Cibola 4

Beginnings (cont’d)

Winter is the driest season: a fast for the land.
The last quarter of the year, dressed
like a Sabbath bride. And though
we’ve foresworn the salt cod
of old Europe, most of us, coddle
ourselves with all-beef patties or
expensive wines & huddle around
televisions, the desert still comes.
The wilderness of John & Jesus,
of Moses & Elijah & Mohammed
still comes to the door,
makes the windows rattle with
her stark visions,
her disabling prescriptions.

Come snow, & the low sun
leaves a bit of night in the sky at noon,
teases from the old, old ridges
their longest dawns. This morning
as I stand by the roadside facing west,
still scrutinizing the line of trees
where the year’s fattest moon–the one
that heralds hunger–has just
gone down, the ridge turns vermilion.

__________

“salt cod”: traditional Lenten food for most of Western Europe during the Middle Ages and Renaissance. (This church-mandated market for the nearly tasteless but long-storing fish of the north Atlantic, incidentally, led to the “discovery” of Newfoundland by anonymous fishermen out of Bristol, England several years before John Cabot, and thus quite possibly before 1492, according to the geographer Carl Sauer.)

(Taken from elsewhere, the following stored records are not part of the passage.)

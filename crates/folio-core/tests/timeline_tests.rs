// Host-side tests for the keyframe timeline interpreter.

use folio_core::*;

const CAM_X: Channel = Channel::new(Target::Camera, Property::PositionX);
const CAM_RY: Channel = Channel::new(Target::Camera, Property::RotationY);

fn camera_table() -> Timeline {
    Timeline::builder()
        .initial(Target::Camera, &[(Property::PositionX, 0.0), (Property::RotationY, 0.0)])
        .to(Target::Camera, &[(Property::PositionX, 2.0)], 0.2, 0.6, Easing::Power1Out)
        .to(Target::Camera, &[(Property::PositionX, -1.0)], 0.6, 0.9, Easing::Linear)
        .to(Target::Camera, &[(Property::RotationY, 1.0)], 0.0, 1.0, Easing::Linear)
        .build()
        .unwrap()
}

#[test]
fn values_clamp_outside_intervals() {
    let tl = camera_table();
    assert_eq!(tl.value_at(CAM_X, 0.0), Some(0.0));
    assert_eq!(tl.value_at(CAM_X, 0.1), Some(0.0));
    assert_eq!(tl.value_at(CAM_X, 0.95), Some(-1.0));
    assert_eq!(tl.value_at(CAM_X, 1.0), Some(-1.0));
}

#[test]
fn progress_outside_unit_range_is_clamped_not_extrapolated() {
    let tl = camera_table();
    assert_eq!(tl.value_at(CAM_X, -5.0), tl.value_at(CAM_X, 0.0));
    assert_eq!(tl.value_at(CAM_X, 5.0), tl.value_at(CAM_X, 1.0));
    assert_eq!(tl.value_at(CAM_RY, 3.0), Some(1.0));
    assert_eq!(tl.value_at(CAM_X, f32::NAN), Some(0.0));
}

#[test]
fn tracks_are_continuous_in_progress() {
    let tl = camera_table();
    let steps = 2000;
    for track in tl.tracks() {
        let mut prev = track.value_at(0.0);
        for i in 1..=steps {
            let v = track.value_at(i as f32 / steps as f32);
            assert!(
                (v - prev).abs() < 0.02,
                "{} jumped {} -> {} at step {}",
                track.channel(),
                prev,
                v,
                i
            );
            prev = v;
        }
    }
}

#[test]
fn zero_length_segment_is_an_authored_jump() {
    let tl = Timeline::builder()
        .initial(Target::Ring, &[(Property::RotationZ, 0.0)])
        .to(Target::Ring, &[(Property::RotationZ, 5.0)], 0.5, 0.5, Easing::Linear)
        .build()
        .unwrap();
    let ch = Channel::new(Target::Ring, Property::RotationZ);
    assert_eq!(tl.value_at(ch, 0.499), Some(0.0));
    assert_eq!(tl.value_at(ch, 0.5), Some(5.0));
}

#[test]
fn parallel_tracks_assign_independently() {
    let tl = camera_table();
    let out = tl.sample(0.6);
    let x = out.iter().find(|a| a.channel == CAM_X).unwrap().value;
    let ry = out.iter().find(|a| a.channel == CAM_RY).unwrap().value;
    assert!((x - 2.0).abs() < 1e-5);
    assert!((ry - 0.6).abs() < 1e-5);
}

#[test]
fn segments_may_be_authored_out_of_order() {
    let tl = Timeline::builder()
        .initial(Target::Camera, &[(Property::PositionX, 0.0)])
        .to(Target::Camera, &[(Property::PositionX, 3.0)], 0.5, 1.0, Easing::Linear)
        .to(Target::Camera, &[(Property::PositionX, 1.0)], 0.0, 0.5, Easing::Linear)
        .build()
        .unwrap();
    assert_eq!(tl.value_at(CAM_X, 0.5), Some(1.0));
    assert_eq!(tl.value_at(CAM_X, 1.0), Some(3.0));
}

#[test]
fn inverted_interval_fails_fast() {
    let err = Timeline::builder()
        .initial(Target::Camera, &[(Property::PositionX, 0.0)])
        .to(Target::Camera, &[(Property::PositionX, 1.0)], 0.8, 0.2, Easing::Linear)
        .build()
        .unwrap_err();
    assert!(matches!(err, TimelineError::InvertedInterval { .. }));
}

#[test]
fn overlapping_segments_in_one_track_are_rejected() {
    let err = Timeline::builder()
        .initial(Target::Camera, &[(Property::PositionX, 0.0)])
        .to(Target::Camera, &[(Property::PositionX, 1.0)], 0.0, 0.6, Easing::Linear)
        .to(Target::Camera, &[(Property::PositionX, 2.0)], 0.5, 1.0, Easing::Linear)
        .build()
        .unwrap_err();
    assert_eq!(
        err,
        TimelineError::OverlappingSegments {
            channel: CAM_X,
            start: 0.5
        }
    );
}

#[test]
fn overlap_across_tracks_is_allowed() {
    assert!(Timeline::builder()
        .initial(Target::Camera, &[(Property::PositionX, 0.0), (Property::RotationY, 0.0)])
        .to(Target::Camera, &[(Property::PositionX, 1.0)], 0.0, 0.6, Easing::Linear)
        .to(Target::Camera, &[(Property::RotationY, 1.0)], 0.5, 1.0, Easing::Linear)
        .build()
        .is_ok());
}

#[test]
fn out_of_range_and_missing_initial_are_rejected() {
    let err = Timeline::builder()
        .initial(Target::Camera, &[(Property::PositionX, 0.0)])
        .to(Target::Camera, &[(Property::PositionX, 1.0)], 0.5, 1.5, Easing::Linear)
        .build()
        .unwrap_err();
    assert!(matches!(err, TimelineError::IntervalOutOfRange { .. }));

    let err = Timeline::builder()
        .to(Target::Island, &[(Property::RotationY, 1.0)], 0.0, 1.0, Easing::Linear)
        .build()
        .unwrap_err();
    assert!(matches!(err, TimelineError::MissingInitialValue { .. }));

    let err = Timeline::builder()
        .initial(Target::Camera, &[(Property::PositionX, f32::INFINITY)])
        .build()
        .unwrap_err();
    assert!(matches!(err, TimelineError::NonFiniteValue { .. }));
}
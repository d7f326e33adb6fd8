//! Shader surface lifecycle.
//!
//! A [`ShaderSurface`] owns one backend (GPU context, geometry, program and
//! textures) plus the uniform state fed to it every frame. The frame loop
//! itself lives with the platform layer; this type enforces the ordering
//! rules: uniforms are written before the draw, resize never rebuilds
//! geometry, and once torn down nothing is drawn again.

use bytemuck::{Pod, Zeroable};
use std::fmt;

/// Container size in CSS pixels plus device pixel density.
#[derive(Clone, Copy, Debug, PartialEq)]
pub struct Viewport {
    pub width: f32,
    pub height: f32,
    pub pixel_ratio: f32,
}

impl Viewport {
    pub fn new(width: f32, height: f32, pixel_ratio: f32) -> Self {
        Self {
            width,
            height,
            pixel_ratio: if pixel_ratio > 0.0 { pixel_ratio } else { 1.0 },
        }
    }

    /// Backing-store size in device pixels, never zero.
    pub fn physical_size(&self) -> (u32, u32) {
        let w = (self.width * self.pixel_ratio).round().max(1.0) as u32;
        let h = (self.height * self.pixel_ratio).round().max(1.0) as u32;
        (w, h)
    }

    pub fn aspect(&self) -> f32 {
        if self.height > 0.0 {
            self.width / self.height
        } else {
            1.0
        }
    }

    pub fn is_empty(&self) -> bool {
        !(self.width > 0.0 && self.height > 0.0)
    }
}

#[derive(Clone, Copy, Debug, Default, PartialEq, Eq)]
pub enum TextureStatus {
    /// No image bound yet; the placeholder is shown.
    #[default]
    Pending,
    Ready,
    /// The image failed to load; the placeholder stays.
    Fallback,
}

/// Uniform values shared by every surface program.
#[derive(Clone, Copy, Debug, PartialEq)]
pub struct ShaderUniformState {
    pub elapsed_time: f32,
    pub resolution: (f32, f32),
    pub hover: f32,
    pub texture: TextureStatus,
}

impl ShaderUniformState {
    pub fn new(viewport: Viewport) -> Self {
        Self {
            elapsed_time: 0.0,
            resolution: (viewport.width, viewport.height),
            hover: 0.0,
            texture: TextureStatus::Pending,
        }
    }

    pub fn to_gpu(&self) -> FrameUniforms {
        FrameUniforms {
            resolution: [self.resolution.0, self.resolution.1],
            time: self.elapsed_time,
            hover: self.hover,
            texture_ready: if self.texture == TextureStatus::Ready {
                1.0
            } else {
                0.0
            },
            _pad: [0.0; 3],
        }
    }
}

/// GPU layout of [`ShaderUniformState`]; mirrored by `FrameUniforms` in the WGSL sources.
#[repr(C)]
#[derive(Copy, Clone, Debug, Default, PartialEq, Pod, Zeroable)]
pub struct FrameUniforms {
    pub resolution: [f32; 2],
    pub time: f32,
    pub hover: f32,
    pub texture_ready: f32,
    pub _pad: [f32; 3],
}

/// Platform side of a surface: owns the GPU resources.
pub trait SurfaceBackend {
    type Error: fmt::Display;

    /// Resize the render target. Must not reallocate geometry.
    fn configure(&mut self, viewport: Viewport);

    /// Upload `uniforms` and issue the draw call for one frame.
    fn draw(&mut self, uniforms: &ShaderUniformState) -> Result<(), Self::Error>;

    /// Release every GPU resource. Consumes the backend so it can only happen once.
    fn release(self);
}

#[derive(Clone, Copy, Debug, PartialEq, Eq)]
pub enum FrameOutcome {
    Drawn,
    /// The surface has been torn down; the caller should stop its loop.
    Stopped,
}

pub struct ShaderSurface<B: SurfaceBackend> {
    backend: Option<B>,
    viewport: Viewport,
    uniforms: ShaderUniformState,
    frames: u64,
}

impl<B: SurfaceBackend> ShaderSurface<B> {
    /// Wrap a fully constructed backend. Construction failures never reach
    /// here, so no loop can run against a partially initialised surface.
    pub fn new(mut backend: B, viewport: Viewport) -> Self {
        backend.configure(viewport);
        Self {
            backend: Some(backend),
            viewport,
            uniforms: ShaderUniformState::new(viewport),
            frames: 0,
        }
    }

    pub fn viewport(&self) -> Viewport {
        self.viewport
    }

    pub fn uniforms(&self) -> &ShaderUniformState {
        &self.uniforms
    }

    pub fn frames_drawn(&self) -> u64 {
        self.frames
    }

    pub fn is_live(&self) -> bool {
        self.backend.is_some()
    }

    pub fn backend_mut(&mut self) -> Option<&mut B> {
        self.backend.as_mut()
    }

    /// Update time, then draw.
    pub fn frame(&mut self, elapsed: f32) -> Result<FrameOutcome, B::Error> {
        let Some(backend) = self.backend.as_mut() else {
            return Ok(FrameOutcome::Stopped);
        };
        self.uniforms.elapsed_time = elapsed;
        backend.draw(&self.uniforms)?;
        self.frames += 1;
        Ok(FrameOutcome::Drawn)
    }

    /// Propagate a new container size to the render target and resolution uniform.
    /// Zero-sized and unchanged viewports are ignored.
    pub fn resize(&mut self, viewport: Viewport) -> bool {
        if viewport.is_empty() || viewport == self.viewport {
            return false;
        }
        self.viewport = viewport;
        self.uniforms.resolution = (viewport.width, viewport.height);
        if let Some(backend) = self.backend.as_mut() {
            backend.configure(viewport);
        }
        true
    }

    pub fn set_hover(&mut self, hovered: bool) {
        self.uniforms.hover = if hovered { 1.0 } else { 0.0 };
    }

    pub fn set_texture_status(&mut self, status: TextureStatus) {
        self.uniforms.texture = status;
    }

    /// Release GPU resources. Safe to call more than once. The caller cancels
    /// its frame loop first; any frame that still arrives is a no-op.
    pub fn teardown(&mut self) {
        if let Some(backend) = self.backend.take() {
            backend.release();
            log::debug!("[surface] released after {} frames", self.frames);
        }
    }
}

impl<B: SurfaceBackend> Drop for ShaderSurface<B> {
    fn drop(&mut self) {
        self.teardown();
    }
}
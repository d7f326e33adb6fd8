use folio_core::Viewport;
use web_sys as web;

pub mod background;
mod helpers;
pub mod hero;
pub mod tile;

pub use background::BackgroundSurface;
pub use hero::HeroSurface;
pub use tile::TileSurface;

/// Per-surface WebGPU context. Every surface owns its own; nothing is shared.
pub struct GpuContext {
    surface: wgpu::Surface<'static>,
    pub(crate) device: wgpu::Device,
    pub(crate) queue: wgpu::Queue,
    config: wgpu::SurfaceConfiguration,
}

impl GpuContext {
    /// Create a context bound to `canvas`. Tiles ask for the low-power
    /// adapter since there can be dozens of them.
    pub async fn new(
        canvas: &web::HtmlCanvasElement,
        viewport: Viewport,
        power_preference: wgpu::PowerPreference,
    ) -> anyhow::Result<Self> {
        let (width, height) = viewport.physical_size();
        canvas.set_width(width);
        canvas.set_height(height);

        let instance = wgpu::Instance::default();
        let surface = instance.create_surface(wgpu::SurfaceTarget::Canvas(canvas.clone()))?;
        let adapter = instance
            .request_adapter(&wgpu::RequestAdapterOptions {
                power_preference,
                compatible_surface: Some(&surface),
                force_fallback_adapter: false,
            })
            .await
            .ok_or_else(|| anyhow::anyhow!("no WebGPU adapter"))?;
        let (device, queue) = adapter
            .request_device(
                &wgpu::DeviceDescriptor {
                    required_features: wgpu::Features::empty(),
                    required_limits: wgpu::Limits::downlevel_webgl2_defaults()
                        .using_resolution(adapter.limits()),
                    memory_hints: wgpu::MemoryHints::Performance,
                    label: Some("folio_device"),
                },
                None,
            )
            .await
            .map_err(|e| anyhow::anyhow!("device request failed: {}", e))?;
        // the default handler panics; errors outside a scope only get logged
        device.on_uncaptured_error(Box::new(|e| {
            log::error!("[gpu] uncaptured error: {}", e);
        }));
        let caps = surface.get_capabilities(&adapter);
        let format = caps
            .formats
            .iter()
            .copied()
            .find(|f| {
                matches!(
                    f,
                    wgpu::TextureFormat::Bgra8Unorm | wgpu::TextureFormat::Rgba8Unorm
                )
            })
            .or_else(|| caps.formats.first().copied())
            .ok_or_else(|| anyhow::anyhow!("surface reports no formats"))?;
        // canvases are layered over the page, so prefer premultiplied output
        let alpha_mode = caps
            .alpha_modes
            .iter()
            .copied()
            .find(|m| *m == wgpu::CompositeAlphaMode::PreMultiplied)
            .or_else(|| caps.alpha_modes.first().copied())
            .unwrap_or(wgpu::CompositeAlphaMode::Auto);
        let config = wgpu::SurfaceConfiguration {
            usage: wgpu::TextureUsages::RENDER_ATTACHMENT,
            format,
            width,
            height,
            present_mode: wgpu::PresentMode::Fifo,
            alpha_mode,
            view_formats: vec![],
            desired_maximum_frame_latency: 2,
        };
        surface.configure(&device, &config);

        Ok(Self {
            surface,
            device,
            queue,
            config,
        })
    }

    /// Open a validation scope around resource creation.
    pub fn begin_setup(&self) {
        self.device.push_error_scope(wgpu::ErrorFilter::Validation);
    }

    /// Close the scope from [`GpuContext::begin_setup`]. A shader, pipeline
    /// or bind group rejected by validation fails the whole setup.
    pub async fn finish_setup(&self, label: &str) -> anyhow::Result<()> {
        match self.device.pop_error_scope().await {
            Some(e) => Err(anyhow::anyhow!("{} setup rejected: {}", label, e)),
            None => Ok(()),
        }
    }

    pub fn format(&self) -> wgpu::TextureFormat {
        self.config.format
    }

    /// Resize the swapchain; the canvas backing store follows.
    pub fn configure(&mut self, canvas: &web::HtmlCanvasElement, viewport: Viewport) {
        let (width, height) = viewport.physical_size();
        if width == self.config.width && height == self.config.height {
            return;
        }
        canvas.set_width(width);
        canvas.set_height(height);
        self.config.width = width;
        self.config.height = height;
        self.surface.configure(&self.device, &self.config);
    }

    /// Next swapchain image. A lost or outdated surface is reconfigured and
    /// the frame skipped.
    pub fn acquire(&self) -> Result<Option<wgpu::SurfaceTexture>, wgpu::SurfaceError> {
        match self.surface.get_current_texture() {
            Ok(frame) => Ok(Some(frame)),
            Err(wgpu::SurfaceError::Lost | wgpu::SurfaceError::Outdated) => {
                self.surface.configure(&self.device, &self.config);
                Ok(None)
            }
            Err(e) => Err(e),
        }
    }

    pub fn release(self) {
        self.device.destroy();
    }
}

#[cfg(test)]
mod tests {
    use super::*;
    use crate::dom;
    use wasm_bindgen_test::*;

    fn canvas() -> web::HtmlCanvasElement {
        let document = web::window().unwrap().document().unwrap();
        let body = document.body().unwrap();
        dom::append_canvas(&document, &body).unwrap()
    }

    #[wasm_bindgen_test]
    async fn rejected_shader_fails_setup() {
        let canvas = canvas();
        let viewport = Viewport::new(64.0, 64.0, 1.0);
        let Ok(gpu) = GpuContext::new(&canvas, viewport, wgpu::PowerPreference::LowPower).await
        else {
            // no WebGPU in this browser
            canvas.remove();
            return;
        };
        gpu.begin_setup();
        gpu.finish_setup("empty").await.unwrap();

        gpu.begin_setup();
        _ = gpu.device.create_shader_module(wgpu::ShaderModuleDescriptor {
            label: Some("broken"),
            source: wgpu::ShaderSource::Wgsl("fn broken( {".into()),
        });
        let err = gpu.finish_setup("broken").await.unwrap_err();
        assert!(err.to_string().starts_with("broken setup rejected"));
        gpu.release();
        canvas.remove();
    }
}
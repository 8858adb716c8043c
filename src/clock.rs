//! Time source for comment timestamps.
//!
//! Comments are dated on the client at submission time, in local time.
//! The clock is injected into the comment store so tests can pin it.

use chrono::{Local, NaiveDateTime};

/// Display format of a comment date: `HH:MM DD.MM.YYYY`.
pub const COMMENT_DATE_FORMAT: &str = "%H:%M %d.%m.%Y";

pub trait Clock: Send + Sync {
    /// Current local wall-clock time.
    fn now(&self) -> NaiveDateTime;
}

/// Reads the system clock in the local timezone.
#[derive(Debug, Clone, Copy, Default)]
pub struct SystemClock;

impl Clock for SystemClock {
    fn now(&self) -> NaiveDateTime {
        Local::now().naive_local()
    }
}

/// Always reports the same instant.
#[derive(Debug, Clone, Copy)]
pub struct FixedClock(pub NaiveDateTime);

impl Clock for FixedClock {
    fn now(&self) -> NaiveDateTime {
        self.0
    }
}

pub fn format_comment_date(at: &NaiveDateTime) -> String {
    at.format(COMMENT_DATE_FORMAT).to_string()
}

“the year’s fattest moon”: I.e., the moon at perigee when perigee occurs near perihelion. “Extreme values for perigee and apogee distance occur when perigee or apogee passage occurs close to new or full Moon, and long-term extremes are in the months near to Earth’s perihelion passage (closest approach to the Sun, when the Sun’s tidal effects are strongest) in the first few days of January.” These differences are visible both in size and intensity of light. The year I wrote this, 2002, the largest moon was right at the end of February/beginning of March.

“the one that heralds hunger”: The full moon in March was referred to as the Hunger Moon by many Eastern Woodland tribes, since food stocks were at their lowest point of the year then, both for people and for many species of wildlife.